------ Available data

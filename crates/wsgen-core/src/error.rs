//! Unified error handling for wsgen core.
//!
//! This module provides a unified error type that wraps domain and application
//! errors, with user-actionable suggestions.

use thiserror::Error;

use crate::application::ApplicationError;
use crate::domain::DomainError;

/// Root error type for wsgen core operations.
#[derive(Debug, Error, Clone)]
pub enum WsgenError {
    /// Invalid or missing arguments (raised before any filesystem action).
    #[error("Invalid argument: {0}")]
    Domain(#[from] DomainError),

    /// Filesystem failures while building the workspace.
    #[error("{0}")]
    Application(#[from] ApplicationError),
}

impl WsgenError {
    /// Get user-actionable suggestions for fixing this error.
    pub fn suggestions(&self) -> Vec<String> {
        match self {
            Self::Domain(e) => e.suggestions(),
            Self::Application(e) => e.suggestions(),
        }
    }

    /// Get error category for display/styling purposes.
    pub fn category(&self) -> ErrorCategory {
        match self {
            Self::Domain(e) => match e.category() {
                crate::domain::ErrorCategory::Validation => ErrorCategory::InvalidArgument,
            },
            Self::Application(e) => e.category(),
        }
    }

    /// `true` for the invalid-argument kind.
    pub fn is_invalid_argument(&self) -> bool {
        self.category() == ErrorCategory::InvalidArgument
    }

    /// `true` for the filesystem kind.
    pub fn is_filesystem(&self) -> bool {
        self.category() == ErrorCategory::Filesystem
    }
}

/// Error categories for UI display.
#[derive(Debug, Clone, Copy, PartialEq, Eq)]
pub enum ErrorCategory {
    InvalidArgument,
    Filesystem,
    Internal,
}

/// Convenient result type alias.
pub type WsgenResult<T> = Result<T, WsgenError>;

------------
------ Available data

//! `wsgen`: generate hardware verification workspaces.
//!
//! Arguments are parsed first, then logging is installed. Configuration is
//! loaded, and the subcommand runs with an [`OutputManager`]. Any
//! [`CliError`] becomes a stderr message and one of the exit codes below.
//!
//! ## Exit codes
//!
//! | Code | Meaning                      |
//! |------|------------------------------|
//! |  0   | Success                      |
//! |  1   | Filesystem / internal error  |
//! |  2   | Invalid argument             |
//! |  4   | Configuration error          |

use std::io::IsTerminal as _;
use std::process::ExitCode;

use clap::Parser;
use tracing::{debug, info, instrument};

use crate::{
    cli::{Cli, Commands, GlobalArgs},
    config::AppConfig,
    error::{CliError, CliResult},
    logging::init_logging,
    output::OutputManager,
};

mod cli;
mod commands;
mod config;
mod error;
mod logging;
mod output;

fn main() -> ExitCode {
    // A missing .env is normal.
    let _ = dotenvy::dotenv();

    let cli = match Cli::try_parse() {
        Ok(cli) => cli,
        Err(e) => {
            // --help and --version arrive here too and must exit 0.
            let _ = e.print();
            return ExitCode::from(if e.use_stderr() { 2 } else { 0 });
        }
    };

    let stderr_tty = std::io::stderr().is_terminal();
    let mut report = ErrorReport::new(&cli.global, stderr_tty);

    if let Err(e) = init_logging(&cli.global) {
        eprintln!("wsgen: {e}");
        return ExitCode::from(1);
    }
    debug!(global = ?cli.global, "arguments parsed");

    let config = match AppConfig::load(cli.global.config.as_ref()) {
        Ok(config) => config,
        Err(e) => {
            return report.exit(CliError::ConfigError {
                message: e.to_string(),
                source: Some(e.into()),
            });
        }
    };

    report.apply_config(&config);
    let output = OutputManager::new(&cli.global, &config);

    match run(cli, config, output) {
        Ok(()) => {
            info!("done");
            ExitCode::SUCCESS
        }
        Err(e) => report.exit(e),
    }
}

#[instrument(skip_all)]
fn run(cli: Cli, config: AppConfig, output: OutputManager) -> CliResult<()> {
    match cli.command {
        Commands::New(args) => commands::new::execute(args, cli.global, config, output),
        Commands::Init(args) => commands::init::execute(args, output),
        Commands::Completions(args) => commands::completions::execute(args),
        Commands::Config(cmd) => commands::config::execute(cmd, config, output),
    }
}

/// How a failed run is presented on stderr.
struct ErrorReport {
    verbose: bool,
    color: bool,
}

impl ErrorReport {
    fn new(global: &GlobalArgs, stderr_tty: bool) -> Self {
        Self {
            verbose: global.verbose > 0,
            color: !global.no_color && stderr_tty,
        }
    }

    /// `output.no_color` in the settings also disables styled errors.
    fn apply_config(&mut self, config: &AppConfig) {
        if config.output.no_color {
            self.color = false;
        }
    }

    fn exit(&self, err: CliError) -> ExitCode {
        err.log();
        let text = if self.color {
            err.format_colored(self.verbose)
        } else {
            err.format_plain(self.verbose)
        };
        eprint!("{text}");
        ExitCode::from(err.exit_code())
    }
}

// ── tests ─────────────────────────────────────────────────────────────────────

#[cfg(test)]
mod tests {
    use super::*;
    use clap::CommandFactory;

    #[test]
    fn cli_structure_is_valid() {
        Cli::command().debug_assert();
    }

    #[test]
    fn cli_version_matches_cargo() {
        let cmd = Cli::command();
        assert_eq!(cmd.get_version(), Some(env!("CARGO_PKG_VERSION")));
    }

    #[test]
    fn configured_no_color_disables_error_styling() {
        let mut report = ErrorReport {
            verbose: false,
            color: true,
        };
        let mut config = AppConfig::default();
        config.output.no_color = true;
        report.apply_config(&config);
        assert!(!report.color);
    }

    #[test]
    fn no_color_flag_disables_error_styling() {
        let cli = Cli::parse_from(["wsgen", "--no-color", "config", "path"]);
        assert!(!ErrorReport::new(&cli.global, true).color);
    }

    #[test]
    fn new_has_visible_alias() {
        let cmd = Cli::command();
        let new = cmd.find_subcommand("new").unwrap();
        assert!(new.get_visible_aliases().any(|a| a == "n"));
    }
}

------------
------ Available data

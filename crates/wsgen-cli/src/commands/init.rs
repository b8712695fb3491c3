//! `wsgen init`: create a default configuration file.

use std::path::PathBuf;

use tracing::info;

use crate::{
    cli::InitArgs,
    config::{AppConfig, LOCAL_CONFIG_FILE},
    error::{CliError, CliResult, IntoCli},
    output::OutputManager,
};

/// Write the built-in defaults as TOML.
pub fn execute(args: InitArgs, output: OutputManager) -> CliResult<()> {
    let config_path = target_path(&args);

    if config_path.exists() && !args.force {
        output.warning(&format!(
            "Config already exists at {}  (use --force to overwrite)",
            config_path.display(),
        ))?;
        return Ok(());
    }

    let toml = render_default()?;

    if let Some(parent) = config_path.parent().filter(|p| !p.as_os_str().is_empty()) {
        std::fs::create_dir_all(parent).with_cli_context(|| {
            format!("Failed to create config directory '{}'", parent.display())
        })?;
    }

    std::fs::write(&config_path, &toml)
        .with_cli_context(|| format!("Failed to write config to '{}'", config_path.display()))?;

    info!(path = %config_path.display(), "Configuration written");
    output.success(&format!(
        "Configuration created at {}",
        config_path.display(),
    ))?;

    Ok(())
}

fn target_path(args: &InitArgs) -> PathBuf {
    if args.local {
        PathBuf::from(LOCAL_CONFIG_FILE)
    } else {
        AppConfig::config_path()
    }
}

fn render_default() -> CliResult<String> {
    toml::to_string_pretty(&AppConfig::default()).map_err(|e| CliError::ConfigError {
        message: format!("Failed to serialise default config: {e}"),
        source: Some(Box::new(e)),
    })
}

------------

| How to complete this task |
Restate word for word the entries above from the line with "filename crates/wsgen-core/src/error.rs" through the line with "building the workspace.", inclusive, leaving out everything else.

| Expected answer |
filename crates/wsgen-core/src/error.rs
//! Unified error handling for wsgen core.
//!
//! This module provides a unified error type that wraps domain and application
//! errors, with user-actionable suggestions.

use thiserror::Error;

use crate::application::ApplicationError;
use crate::domain::DomainError;

/// Root error type for wsgen core operations.
#[derive(Debug, Error, Clone)]
pub enum WsgenError {
    /// Invalid or missing arguments (raised before any filesystem action).
    #[error("Invalid argument: {0}")]
    Domain(#[from] DomainError),

    /// Filesystem failures while building the workspace.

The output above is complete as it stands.